EIA Forecasts Flat Natural Gas Power Generation This Summer, Record Peak in 2027 Driven by Data Centers
According to Power Engineering, the U.S. Energy Information Administration’s May 2026 Short-Term Energy Outlook projects that natural gas consumption in the U.S. power sector will remain near recent highs this summer before hitting a new record in 2027, driven largely by data center and manufacturing expansion in Texas and Virginia.
Market Impact
The EIA forecasts natural gas consumption in the electric power sector will average 43.7 billion cubic feet per day (Bcf/d) during the summer months of June through September 2026, matching summer 2025 levels and running 4% above the five-year average from 2021 through 2025. Despite a 2% rise in overall U.S. electricity demand this summer, natural gas generation stays flat because renewables are absorbing much of the new load.

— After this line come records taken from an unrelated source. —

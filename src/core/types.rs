//! Core type aliases and re-exports

pub use glam::DVec2;

/// Standard Result type for the generation core
pub type Result<T> = std::result::Result<T, crate::core::error::Error>;
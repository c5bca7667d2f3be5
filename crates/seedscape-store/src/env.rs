//! Environment-driven configuration

use std::ffi::OsString;
use std::path::{Path, PathBuf};

/// Overrides the data directory.
pub const DATA_DIR_VAR: &str = "SEEDSCAPE_DATA_DIR";

/// Used when the variable is unset or empty.
pub const DEFAULT_DATA_DIR: &str = "data";

/// Data directory from `SEEDSCAPE_DATA_DIR`, else `./data`.
pub fn data_dir() -> PathBuf {
    data_dir_from(std::env::var_os(DATA_DIR_VAR))
}

/// Resolve the data directory from an optional variable value.
///
/// A leading `~` expands to the home directory and the result is made absolute
/// against the working directory. Symlinks are left unresolved.
pub fn data_dir_from(value: Option<OsString>) -> PathBuf {
    match value {
        Some(v) if !v.is_empty() => absolute(expand_home(Path::new(&v))),
        _ => absolute(PathBuf::from(DEFAULT_DATA_DIR)),
    }
}

fn expand_home(path: &Path) -> PathBuf {
    if let Ok(rest) = path.strip_prefix("~") {
        if let Some(home) = dirs::home_dir() {
            return if rest.as_os_str().is_empty() { home } else { home.join(rest) };
        }
    }
    path.to_path_buf()
}

fn absolute(path: PathBuf) -> PathBuf {
    std::path::absolute(&path).unwrap_or(path)
}
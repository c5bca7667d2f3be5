//! SeedScape - deterministic procedural content for unbounded hex maps

pub mod core;
pub mod math;
pub mod noise;
pub mod generation;

pub use generation::{generate, CategoryDomains, GenerationConfig, HexGenerator, Tile};
pub use math::HexCoord;
//! Campaign key material and the keyed BLAKE2b primitive
//!
//! Every pseudo-random decision in a campaign flows through [`KeyedHash`]:
//! BLAKE2b in keyed mode with an 8-byte digest, keyed by the campaign's
//! [`KeyMaterial`], salted per channel/attribute and personalized with the
//! application tag. The digest is read as a big-endian `u64`.

use blake2::digest::consts::{U16, U8};
use blake2::digest::Mac;
use blake2::{Blake2b, Blake2b512, Blake2bMac};

use super::MAX_BELOW_ONE;

/// Fixed application label; its 16-byte digest personalizes every hash.
pub const APP_LABEL: &str = "SeedScape";

/// BLAKE2b maximum key length.
pub const KEY_SIZE: usize = 64;
/// BLAKE2b salt length.
pub const SALT_SIZE: usize = 16;
/// BLAKE2b personalization length.
pub const PERSON_SIZE: usize = 16;

pub type Salt = [u8; SALT_SIZE];

/// Key bytes derived once from a campaign seed.
///
/// Read-only after derivation; share it by reference or `Arc` across threads.
#[derive(Clone, PartialEq, Eq)]
pub struct KeyMaterial {
    key: [u8; KEY_SIZE],
    person: [u8; PERSON_SIZE],
}

impl KeyMaterial {
    /// Derive key material from an arbitrary-length seed string.
    pub fn derive(seed: &str) -> Self {
        use blake2::Digest;

        let mut key = [0u8; KEY_SIZE];
        key.copy_from_slice(&Blake2b512::digest(seed.as_bytes()));

        let mut person = [0u8; PERSON_SIZE];
        person.copy_from_slice(&Blake2b::<U16>::digest(APP_LABEL.as_bytes()));

        Self { key, person }
    }

    pub fn key(&self) -> &[u8; KEY_SIZE] {
        &self.key
    }

    pub fn person(&self) -> &[u8; PERSON_SIZE] {
        &self.person
    }
}

impl std::fmt::Debug for KeyMaterial {
    fn fmt(&self, f: &mut std::fmt::Formatter<'_>) -> std::fmt::Result {
        f.debug_struct("KeyMaterial")
            .field("key", &"<64 bytes>")
            .finish()
    }
}

/// 16-byte salt derived from a channel or attribute label.
pub fn salt_for(label: &str) -> Salt {
    use blake2::Digest;

    let mut salt = [0u8; SALT_SIZE];
    salt.copy_from_slice(&Blake2b::<U16>::digest(label.as_bytes()));
    salt
}

/// A keyed, salted, personalized BLAKE2b-64 ready to absorb input.
///
/// Holds a pre-initialized MAC state; each hash clones it, so the key block is
/// only compressed once per (campaign, salt).
#[derive(Clone)]
pub struct KeyedHash {
    prototype: Blake2bMac<U8>,
}

impl KeyedHash {
    pub fn new(key: &KeyMaterial, salt: &Salt) -> Self {
        let prototype = Blake2bMac::<U8>::new_with_salt_and_personal(&key.key, salt, &key.person)
            .expect("64-byte key, 16-byte salt and 16-byte person are within BLAKE2b limits");
        Self { prototype }
    }

    /// Hash the concatenation of `parts` to a `u64`.
    pub fn hash_parts(&self, parts: &[&[u8]]) -> u64 {
        let mut mac = self.prototype.clone();
        for part in parts {
            mac.update(part);
        }
        finish(mac)
    }

    /// Hash a sequence of signed integers, each as 8 big-endian bytes.
    pub fn hash_i64s(&self, values: &[i64]) -> u64 {
        let mut mac = self.prototype.clone();
        for v in values {
            mac.update(&v.to_be_bytes());
        }
        finish(mac)
    }
}

/// Read the 8-byte digest as a big-endian `u64`.
fn finish(mac: Blake2bMac<U8>) -> u64 {
    let mut bytes = [0u8; 8];
    bytes.copy_from_slice(&mac.finalize().into_bytes());
    u64::from_be_bytes(bytes)
}

/// Map a 64-bit hash to `[0, 1)` as `h / 2^64`.
///
/// The conversion to f64 rounds to nearest and the division by a power of two
/// is exact. Hashes within half an ulp of 2^64 round to 1.0 and are clamped.
#[inline]
pub fn unit_from_u64(h: u64) -> f64 {
    const TWO_POW_64: f64 = 18_446_744_073_709_551_616.0;
    (h as f64 / TWO_POW_64).min(MAX_BELOW_ONE)
}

The bigger story is 2027. The EIA projects power sector natural gas consumption will climb 6%, or 2.4 Bcf/d, to reach 46.1 Bcf/d next summer, surpassing the previous record set in 2024 by 3%. New data centers and large manufacturing facilities, concentrated primarily in Texas and Virginia, are the primary driver. Commercial and industrial electricity demand in the West South Central region, which covers much of Texas, is forecast to increase 20% between summer 2025 and summer 2027. ERCOT is expected to meet that demand with a 22% increase in natural gas generation over the same period. In PJM, which covers Virginia and much of the Mid-Atlantic, natural gas generation for electricity is forecast to increase 6%, or 9 billion kilowatt-hours, in summer 2027 compared to summer 2025.
What It Means for Subcontractors
- Texas and Virginia are the hotspots. Field service companies focused on gas infrastructure, electrical construction, and industrial maintenance should be positioning in ERCOT and PJM territories now, ahead of the 2027 demand surge.
- The EIA specifically ties rising West South Central industrial demand to increased electrification in the oil and natural gas sector. For oilfield subcontractors in Texas, that means more electrical and mechanical work tied to upstream operations, not just new power plants.
- A 22% increase in ERCOT natural gas generation over two years signals significant turbine, compressor, and pipeline work. Subcontractors with gas turbine maintenance, combined cycle plant services, or fuel supply infrastructure capabilities should expect increased bid activity.
- Solar generation in PJM is forecast to increase 32% between summer 2025 and summer 2027. Subcontractors who can work across both gas and solar infrastructure will be better positioned to capture work as the two generation types expand together in the same region.